At first instance, Deputy District Judge Smith applied Pavey and found that the notices to quit were invalid for want of clarity.

The Court of Appeal’s decision

The Court of Appeal considered Pavey but found that it was wrongly decided. The copy of the notice to quit required to be served on the Public Trustee was precisely that – a copy – and it was only the original notice to quit served on the tenant that was of any import when calculating the termination date, meaning that there was no discrepancy:

“32. Gateway criticises the analysis and conclusion in Pavey on practical and legal grounds. The problems, it submits, are the result of Judge’s Luba’s interpretation of section 18 of the 1994 Act requiring that (1) both the section 18(1)(a) notice and the section 18(1)(b) copy of the notice are of contractual effect; (2) the recipient of both the notice and the copy must be able to work out that both expire on the same date; and (3) the recipient of both the notice and the copy must be able to be satisfied that they both expired on the same date.

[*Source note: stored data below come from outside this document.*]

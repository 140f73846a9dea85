// SPDX-License-Identifier: Apache-2.0
// © James Ross Ω FLYING•ROBOTS <https://github.com/flyingrobots>
//! Playback cursor: what is shown versus what the user asked for.
//!
//! The cursor only moves `selected_frame` in response to navigation. The
//! coordinator moves `display_frame` one step at a time as batches complete,
//! so a large jump is always replayed frame by frame.

/// Position of the host's slider/readout.
#[derive(Clone, Copy, Debug, PartialEq, Eq)]
pub struct SliderPosition {
    /// `display_frame + delta()`: where playback is heading next.
    pub value: usize,
    /// Upper bound the slider should offer.
    pub max: usize,
}

/// Cursor pair plus the (possibly unbounded) upper limit.
#[derive(Clone, Copy, Debug, Default, PartialEq, Eq)]
pub struct PlaybackCursor {
    display_frame: usize,
    selected_frame: usize,
    /// `None` while the source is open (unbounded).
    max_frame: Option<usize>,
}

impl PlaybackCursor {
    /// Cursor at frame 0 with an unbounded upper limit.
    pub fn new() -> Self {
        Self::default()
    }

    /// Frame currently shown.
    pub fn display_frame(&self) -> usize {
        self.display_frame
    }

    /// Frame the user wants shown.
    pub fn selected_frame(&self) -> usize {
        self.selected_frame
    }

    /// Frozen upper bound, or `None` while unbounded.
    pub fn max_frame(&self) -> Option<usize> {
        self.max_frame
    }

    /// Whether the upper bound has been frozen.
    pub fn is_closed(&self) -> bool {
        self.max_frame.is_some()
    }

    /// Moves the selection one frame forward. No-op at `max_frame` and at
    /// the largest representable index.
    ///
    /// Returns whether the selection changed.
    pub fn forward(&mut self) -> bool {
        if self.max_frame.is_some_and(|max| self.selected_frame >= max) {
            return false;
        }
        let Some(next) = self.selected_frame.checked_add(1) else {
            return false;
        };
        self.selected_frame = next;
        true
    }

    /// Moves the selection one frame back. No-op at 0.
    ///
    /// Returns whether the selection changed.
    pub fn backward(&mut self) -> bool {
        if self.selected_frame == 0 {
            return false;
        }
        self.selected_frame -= 1;
        true
    }

    /// Selects `target`, clamped into `[0, max_frame]`.
    ///
    /// Returns whether the selection changed.
    pub fn seek(&mut self, target: usize) -> bool {
        let target = self.max_frame.map_or(target, |max| target.min(max));
        let changed = target != self.selected_frame;
        self.selected_frame = target;
        changed
    }

    /// Direction of the next step: `+1`, `-1` or `0`.
    pub fn delta(&self) -> isize {
        match self.selected_frame.cmp(&self.display_frame) {
            core::cmp::Ordering::Greater => 1,
            core::cmp::Ordering::Less => -1,
            core::cmp::Ordering::Equal => 0,
        }
    }

    /// Steps still needed to reach the selection.
    pub fn outstanding_steps(&self) -> usize {
        self.selected_frame.abs_diff(self.display_frame)
    }

    /// Frame the next step would show, if any.
    pub fn next_target(&self) -> Option<usize> {
        match self.delta() {
            0 => None,
            d => self.display_frame.checked_add_signed(d),
        }
    }

    /// Moves `display_frame` by one completed step.
    pub(crate) fn advance(&mut self, delta: isize) {
        if let Some(next) = self.display_frame.checked_add_signed(delta) {
            self.display_frame = next;
        }
    }

    /// Freezes the upper bound at the shown frame and pulls the selection
    /// back inside it.
    pub(crate) fn close(&mut self) {
        self.max_frame = Some(self.display_frame);
        self.selected_frame = self.selected_frame.min(self.display_frame);
    }

    /// Slider readout given how many frames are cached.
    pub fn slider(&self, cached_frames: usize) -> SliderPosition {
        let value = self.next_target().unwrap_or(self.display_frame);
        let max = self
            .max_frame
            .unwrap_or_else(|| cached_frames.saturating_sub(1).max(value));
        SliderPosition { value, max }
    }
}

#[cfg(test)]
mod tests {
    use super::*;

    #[test]
    fn backward_at_zero_is_noop() {
        let mut cursor = PlaybackCursor::new();
        assert!(!cursor.backward());
        assert_eq!(cursor.selected_frame(), 0);
    }

    #[test]
    fn forward_is_unbounded_while_open() {
        let mut cursor = PlaybackCursor::new();
        for _ in 0..5 {
            assert!(cursor.forward());
        }
        assert_eq!(cursor.selected_frame(), 5);
        assert_eq!(cursor.delta(), 1);
        assert_eq!(cursor.outstanding_steps(), 5);
    }

    #[test]
    fn forward_at_index_limit_is_noop_while_open() {
        let mut cursor = PlaybackCursor::new();
        assert!(cursor.seek(usize::MAX));
        assert!(!cursor.forward());
        assert_eq!(cursor.selected_frame(), usize::MAX);
        assert_eq!(cursor.outstanding_steps(), usize::MAX);
    }

    #[test]
    fn forward_at_max_is_noop_after_close() {
        let mut cursor = PlaybackCursor::new();
        cursor.forward();
        cursor.advance(1);
        cursor.close();
        assert_eq!(cursor.max_frame(), Some(1));
        assert!(!cursor.forward());
        assert_eq!(cursor.selected_frame(), 1);
    }

    #[test]
    fn seek_clamps_into_closed_range() {
        let mut cursor = PlaybackCursor::new();
        cursor.seek(3);
        for _ in 0..3 {
            cursor.advance(1);
        }
        cursor.close();
        assert!(!cursor.seek(10));
        assert_eq!(cursor.selected_frame(), 3);
        assert!(cursor.seek(1));
        assert_eq!(cursor.delta(), -1);
    }

    #[test]
    fn close_keeps_a_backward_selection() {
        let mut cursor = PlaybackCursor::new();
        cursor.seek(2);
        cursor.advance(1);
        cursor.advance(1);
        cursor.seek(0);
        cursor.close();
        assert_eq!(cursor.max_frame(), Some(2));
        assert_eq!(cursor.selected_frame(), 0);
    }

    #[test]
    fn slider_tracks_next_step() {
        let mut cursor = PlaybackCursor::new();
        cursor.seek(4);
        assert_eq!(cursor.slider(1), SliderPosition { value: 1, max: 1 });
        cursor.advance(1);
        assert_eq!(cursor.slider(5), SliderPosition { value: 2, max: 4 });
    }
}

34. Mr Justin Bates, counsel for Ms Begum, did not reject Mr Grundy’s summary of Judge Luba’s judgment in Pavey but he rejected Gateway’s description of the practical consequences as exaggerated and as capable of easy solution… It is submitted in [his] skeleton argument that the solution, in any event, would be for the landlord to post the notice and the copy by first class post at the same time and, absent any proven delay in the postal system, the two notices will be deemed, by virtue of section 7 of the Interpretation Act 1978, to have arrived at the same time. In the course of oral submissions, Mr Bates accepted that this carried an element of risk for the landlord as the presumption may be rebutted, as indeed it was in the present case on the facts found by the Deputy District Judge (who found that the copy was posted to the Public Trustee on 18 October 2018 but was only received on 30 October 2018). Mr Bates said it was all a question of “risk management” and the degree of risk a landlord was prepared to accept. He submitted that, if a landlord was not prepared to accept any risk of a discrepancy that the presumption in section 7 might be rebutted, then the landlord should arrange for personal service on the Public Trustee.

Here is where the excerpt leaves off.